For this study, we limited our analysis to HHS participants who did not have a stillbirth or neonatal death in their nuMoM2b pregnancy, had an in-person visit from 2 to 5 years postpartum and had complete data for our key variables of interest. The dataset of individuals meeting these minimum inclusion criteria is referred to as the ‘full cohort’ in this study.
Weight and weight gain measurements
Weight gain during pregnancy (kg) was calculated as the difference between the weight measured in the study visits and self-reported pre-pregnancy weight. Four weight gain measurements were available for this study (at 1st, 2nd, 3rd trimesters and at delivery). Weight gain measurements > + 6 or < −6 sd for gestational age(Reference Hutcheon, Platt and Abrams8,Reference Hutcheon, Platt and Abrams10) were considered outliers and removed from the analysis. This conservative cut-off was chosen to minimise the loss of weight gain values that are extreme, but still plausible.
We selected specific windows for comparison, considering the available sample size in each gestational week: first visit weight gain (measurements obtained between 11 and 14 weeks); second visit weight gain (measurements from 27 to 30 weeks) and at delivery (measurements obtained between 26 and 42 weeks). The broader range of gestational ages for weight gain at delivery enabled us to examine the impact of excluding individuals with adverse perinatal outcomes such as preterm birth, which would not have been possible if we limited total weight gain to a narrower window (e.g. term only). However, because the window of gestational ages in which delivery happened varied from 26 to 42 weeks, we also compared z scores of weight gain at delivery according to gestational age and pre-pregnancy BMI(Reference Hutcheon, Platt and Abrams8,Reference Hutcheon, Platt and Abrams10) .
Maternal pre-pregnancy BMI (kg/m2) was calculated using self-reported pre-pregnancy weight and maternal height obtained in the first study visit. BMI was classified according to the WHO cut-offs: underweight, BMI < 18·5 kg/m2; normal weight, BMI ≥ 18·5 and < 25·0 kg/m2; overweight, BMI ≥ 25·0 and < 30·0 kg/m2; and obesity, BMI ≥ 30 kg/m2(19).
Pre-pregnancy, pregnancy and postpartum exclusion criteria
We identified pre-pregnancy, pregnancy and postpartum factors available in the HHS dataset that could be considered as exclusion criteria when creating a pregnancy weight gain standard based on the 2009 Institute of Medicine report’s chapter on weight gain determinants(7) and on adverse pregnancy outcomes related to weight gain(Reference Rogozinska, D’Amico and Khan20) (Table 1). We additionally included information related to sleep quality, as recent work suggests this may be a determinant of weight gain(Reference Hawkins, Pokutnaya and Bodnar36). The criteria were classified into five groups of associated characteristics for parsimony: Group 1 – Socio-economic and demographic characteristics; 2 – Pre-existing co-morbidities and maternal pregnancy complications; 3 – Maternal lifestyle and behaviour factors; 4 – Adverse neonatal outcomes; and 5 – Longer-term postpartum outcomes.

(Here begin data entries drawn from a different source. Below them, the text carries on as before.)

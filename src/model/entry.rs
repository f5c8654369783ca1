// SPDX-FileCopyrightText: 2026 Bruno Meilick
// SPDX-License-Identifier: LicenseRef-Floorwalk-FreeUse-NoCopy-NoDerivatives
//
// All rights reserved.
//
// This file is part of Floorwalk and is proprietary software.
// Unauthorized copying, modification, or distribution is prohibited.

use super::employee::{capitalize_name, EmployeeRecord, SurnameKey};

/// One courier order from a manifest.
///
/// `floor`/`room` stay unset until the entry is resolved, either from the directory or through an
/// interview. Resolution copies the location; later directory edits do not reach back into an
/// entry.
#[derive(Debug, Clone, PartialEq, Eq)]
pub struct ManifestEntry {
    name: String,
    surname: SurnameKey,
    order_id: String,
    floor: Option<i64>,
    room: Option<String>,
}

impl ManifestEntry {
    pub fn new(name: impl Into<String>, surname: SurnameKey, order_id: impl Into<String>) -> Self {
        Self {
            name: name.into(),
            surname,
            order_id: order_id.into(),
            floor: None,
            room: None,
        }
    }

    /// The recipient as shown to the operator: the manifest spelling until resolved, then the
    /// directory's full name.
    pub fn name(&self) -> &str {
        &self.name
    }

    pub fn surname(&self) -> &SurnameKey {
        &self.surname
    }

    pub fn order_id(&self) -> &str {
        &self.order_id
    }

    pub fn floor(&self) -> Option<i64> {
        self.floor
    }

    pub fn room(&self) -> Option<&str> {
        self.room.as_deref()
    }

    pub fn is_resolved(&self) -> bool {
        self.floor.is_some() && self.room.is_some()
    }

    pub fn set_floor(&mut self, floor: i64) {
        self.floor = Some(floor);
    }

    /// Stamps the entry with a directory record's name and location.
    pub fn resolve_from(&mut self, record: &EmployeeRecord) {
        self.name = record.full_name().to_owned();
        self.floor = Some(record.floor());
        self.room = Some(record.room().to_owned());
    }

    /// Builds the directory record an interview produces for this entry.
    pub fn interview_record(&self, floor: i64, room: &str) -> EmployeeRecord {
        EmployeeRecord::new(capitalize_name(&self.name), floor, room)
    }
}

#[cfg(test)]
mod tests {
    use super::ManifestEntry;
    use crate::model::{EmployeeRecord, SurnameKey};

    #[test]
    fn resolve_from_copies_name_and_location() {
        let surname = SurnameKey::from_name("petrov").expect("surname");
        let mut entry = ManifestEntry::new("petrov", surname, "2397");
        assert!(!entry.is_resolved());

        let record = EmployeeRecord::new("Petrov Ivan", 7, "7.47");
        entry.resolve_from(&record);
        assert!(entry.is_resolved());
        assert_eq!(entry.name(), "Petrov Ivan");
        assert_eq!(entry.floor(), Some(7));
        assert_eq!(entry.room(), Some("7.47"));
        assert_eq!(entry.order_id(), "2397");
    }

    #[test]
    fn interview_record_capitalizes_manifest_spelling() {
        let surname = SurnameKey::from_name("ЕВСТРАТОВ").expect("surname");
        let entry = ManifestEntry::new("ЕВСТРАТОВ", surname, "5851");
        let record = entry.interview_record(5, "5.12");
        assert_eq!(record.full_name(), "Евстратов");
        assert_eq!(record.floor(), 5);
        assert_eq!(record.room(), "5.12");
    }
}
// SPDX-FileCopyrightText: 2026 Bruno Meilick
// SPDX-License-Identifier: LicenseRef-Floorwalk-FreeUse-NoCopy-NoDerivatives
//
// All rights reserved.
//
// This file is part of Floorwalk and is proprietary software.
// Unauthorized copying, modification, or distribution is prohibited.

//! Model Context Protocol (MCP) server surface.
//!
//! The MCP layer stands in for a chat transport: each tool call is one inbound event from one
//! requester, and each response carries the replies plus the actions valid against them.

mod server;
mod types;

pub use server::FloorwalkMcp;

Table 1. Pre-pregnancy, pregnancy and postpartum exclusion criteria
Statistical analyses
We used absolute (n) and relative (%) frequencies to describe the characteristics of study participants. We established the impact of different exclusion criteria for a weight gain standard by comparing the median, 25th and 75th percentiles of weight gain in the full cohort with the median, 25th and 75th percentiles obtained after applying each of the five groups of exclusion criteria. We removed all characteristics in each group together for ease of presentation but planned a priori to evaluate the impact of individual exclusion criteria if meaningful differences in weight percentiles were observed after excluding the group they were in. We did not explore more extreme percentiles (e.g. 5th or 10th percentiles) due to the small sample sizes remaining after applying many exclusion criteria.
A group of variables was considered to have a meaningful impact on weight gain if the difference between the median, 25th or 75th percentiles of the full cohort and the sub-cohort excluding that group was > 0·75 kg. This value was considered to be meaningful from a clinical/public health perspective, as systematic reviews and meta-analysis of pregnancy weight gain interventions have shown that the mean weight gain changes of this amount are not associated with a significant reduction in the risks of maternal and infant adverse outcomes(Reference Cantor, Jungbauer and McDonagh4,Reference Teede, Bailey and Moran37) . For the z scores of weight gain at delivery, differences of 0·15 z score were considered meaningful. This value corresponds to a 0·75 kg change in weight gain at 40 weeks based on charts created for normal-weight US women(Reference Hutcheon, Platt and Abrams8).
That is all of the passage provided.